R: Hey, Jools. Did we get cut off the other night?

J: Ummm, yeah. I didn’t like the direction of the conversation.

R: Sincere and apologetic?

J: Hmmm, I gauged it more as deceitful and trite.

R: Well, take from it what you will. I am sincerely sorry. I’ve complained to the papers. They are printing a retraction on page 4 of tomorrow’s paper.

J: Taken out a full-page apology? Really? How sweet.

R: You were never this sarcastic.

J: I’ve changed, Mr Colman.

R: I can see that. You were always funny, not sarky – never cruel.

J: No, you were the cruel one.

R: Harsh.

J: True.

R: So I’m supposed to apologise for dumping you when we were 19? I’m sorry. Can I blame being young and foolish?

J: You can blame the fumes from all that hair wax you used to use.

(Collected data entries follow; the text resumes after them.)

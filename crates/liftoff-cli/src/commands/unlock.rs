use super::{confirm, json_pretty, EXIT_FAILURE, EXIT_SUCCESS};
use liftoff_core::environment::force_unlock;
use liftoff_core::{Context, CoreError};
use liftoff_schema::{EnvName, LockKey};
use std::sync::Arc;

/// Which lock of an environment to break.
#[derive(Debug, Clone)]
pub enum Target {
    Environment,
    Resource(String),
    Service(String),
}

pub async fn run(
    ctx: &Arc<Context>,
    environment: &str,
    target: Target,
    yes: bool,
    json: bool,
) -> Result<u8, CoreError> {
    let environment = EnvName::new(environment);
    let project = ctx.project();
    let key = match &target {
        Target::Environment => LockKey::environment(project, &environment),
        Target::Resource(name) => LockKey::resource(project, &environment, name),
        Target::Service(name) => LockKey::service(project, &environment, name),
    };

    let Some(current) = ctx.locks().inspect(&key).await? else {
        if json {
            println!("{}", json_pretty(&serde_json::json!({"key": key, "removed": null}))?);
        } else {
            println!("no lock held on {key}");
        }
        return Ok(EXIT_SUCCESS);
    };
    if !json {
        println!(
            "{key} is held by {} ({} since {})",
            current.holder, current.operation, current.acquired_at
        );
    }
    if !confirm(&format!("force-release the lock on {key}"), yes)? {
        return Ok(EXIT_FAILURE);
    }

    let removed = force_unlock(ctx, &key).await?;
    if json {
        println!("{}", json_pretty(&serde_json::json!({"key": key, "removed": removed}))?);
    } else if let Some(lock) = removed {
        println!("released lock of {}", lock.holder);
    } else {
        println!("lock on {key} was already gone");
    }
    Ok(EXIT_SUCCESS)
}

R: She’s back in the room.

J: That funny girl you used to know?

R: What happened to you?

J: I had babies. Lots of babies.

R: Was that always the plan? I knew you wanted a family but going into uni, I always thought you wanted to do something else.

J: Well, yes. I write my doctorate at the weekends. Evenings, I run a small business empire from my kitchen table.

R: Selling what?

J: Car bumper stickers and iPhone covers.

R: :D But you’re happy?

J: Of course.

R: You sound so resolute.

J: Why wouldn’t I be? I have a heavily mortgaged house, my health, my kids AND all my own teeth.

R: Humour aside, are you happy? Really?